**PROBLEM STATEMENT**
For every line below that includes the word "Item", add one; report the final number and nothing else.
══ RECORDS FOR THIS TASK ══
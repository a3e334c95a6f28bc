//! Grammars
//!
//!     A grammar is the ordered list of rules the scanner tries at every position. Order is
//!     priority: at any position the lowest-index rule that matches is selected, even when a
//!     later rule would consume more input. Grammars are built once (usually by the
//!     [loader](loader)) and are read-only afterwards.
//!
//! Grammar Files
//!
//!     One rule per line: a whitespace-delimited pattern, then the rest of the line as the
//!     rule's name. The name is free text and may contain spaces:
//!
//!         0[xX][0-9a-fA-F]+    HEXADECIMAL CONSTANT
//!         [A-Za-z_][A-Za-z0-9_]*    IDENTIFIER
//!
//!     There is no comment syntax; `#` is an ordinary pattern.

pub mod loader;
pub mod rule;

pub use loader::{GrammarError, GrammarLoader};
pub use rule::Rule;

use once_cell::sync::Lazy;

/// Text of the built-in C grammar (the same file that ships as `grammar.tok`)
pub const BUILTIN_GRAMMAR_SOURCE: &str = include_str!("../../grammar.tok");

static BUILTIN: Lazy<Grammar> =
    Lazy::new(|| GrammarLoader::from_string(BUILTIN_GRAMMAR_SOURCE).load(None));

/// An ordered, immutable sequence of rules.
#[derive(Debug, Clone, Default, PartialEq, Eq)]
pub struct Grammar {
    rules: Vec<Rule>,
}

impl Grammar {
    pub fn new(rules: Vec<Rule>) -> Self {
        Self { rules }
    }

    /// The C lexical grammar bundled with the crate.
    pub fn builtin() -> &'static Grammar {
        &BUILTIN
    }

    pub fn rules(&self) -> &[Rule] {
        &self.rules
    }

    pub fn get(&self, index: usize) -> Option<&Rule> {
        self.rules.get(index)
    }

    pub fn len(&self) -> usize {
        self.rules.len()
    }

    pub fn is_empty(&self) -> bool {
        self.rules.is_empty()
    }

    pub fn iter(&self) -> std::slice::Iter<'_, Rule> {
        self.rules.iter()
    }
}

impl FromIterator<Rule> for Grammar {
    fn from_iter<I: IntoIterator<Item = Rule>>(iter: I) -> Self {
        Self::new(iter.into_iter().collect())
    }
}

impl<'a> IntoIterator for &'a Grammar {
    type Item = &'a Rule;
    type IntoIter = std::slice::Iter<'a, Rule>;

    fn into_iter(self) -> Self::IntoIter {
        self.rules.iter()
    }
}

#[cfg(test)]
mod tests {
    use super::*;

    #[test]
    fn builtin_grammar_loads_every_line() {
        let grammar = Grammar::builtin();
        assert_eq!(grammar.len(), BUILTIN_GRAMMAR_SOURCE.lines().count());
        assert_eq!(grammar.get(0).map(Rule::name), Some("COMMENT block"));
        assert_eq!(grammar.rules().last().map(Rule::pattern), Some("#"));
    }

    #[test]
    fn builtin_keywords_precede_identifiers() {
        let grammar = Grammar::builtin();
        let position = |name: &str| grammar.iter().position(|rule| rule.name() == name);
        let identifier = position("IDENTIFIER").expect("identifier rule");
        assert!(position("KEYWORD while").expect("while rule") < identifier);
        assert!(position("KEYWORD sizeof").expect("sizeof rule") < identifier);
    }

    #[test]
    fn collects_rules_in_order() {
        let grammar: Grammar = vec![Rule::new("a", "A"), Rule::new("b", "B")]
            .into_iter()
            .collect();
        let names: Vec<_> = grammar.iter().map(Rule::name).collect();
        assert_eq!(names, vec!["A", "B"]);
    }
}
═══
══ RECORDS FOR THIS TASK ══
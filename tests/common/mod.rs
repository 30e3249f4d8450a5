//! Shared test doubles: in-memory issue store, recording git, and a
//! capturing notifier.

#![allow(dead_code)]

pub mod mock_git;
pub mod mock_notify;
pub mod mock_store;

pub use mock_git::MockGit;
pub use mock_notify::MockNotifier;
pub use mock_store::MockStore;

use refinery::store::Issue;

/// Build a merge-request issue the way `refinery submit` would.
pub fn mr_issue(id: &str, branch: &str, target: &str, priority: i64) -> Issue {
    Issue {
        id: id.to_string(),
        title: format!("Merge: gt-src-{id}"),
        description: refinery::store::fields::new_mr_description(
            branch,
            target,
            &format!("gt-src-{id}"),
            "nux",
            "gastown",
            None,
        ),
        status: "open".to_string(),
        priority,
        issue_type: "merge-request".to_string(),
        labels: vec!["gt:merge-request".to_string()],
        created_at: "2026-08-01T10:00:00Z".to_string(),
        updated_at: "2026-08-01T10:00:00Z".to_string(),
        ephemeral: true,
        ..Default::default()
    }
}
═══
**EXERCISE OUTPUT**
2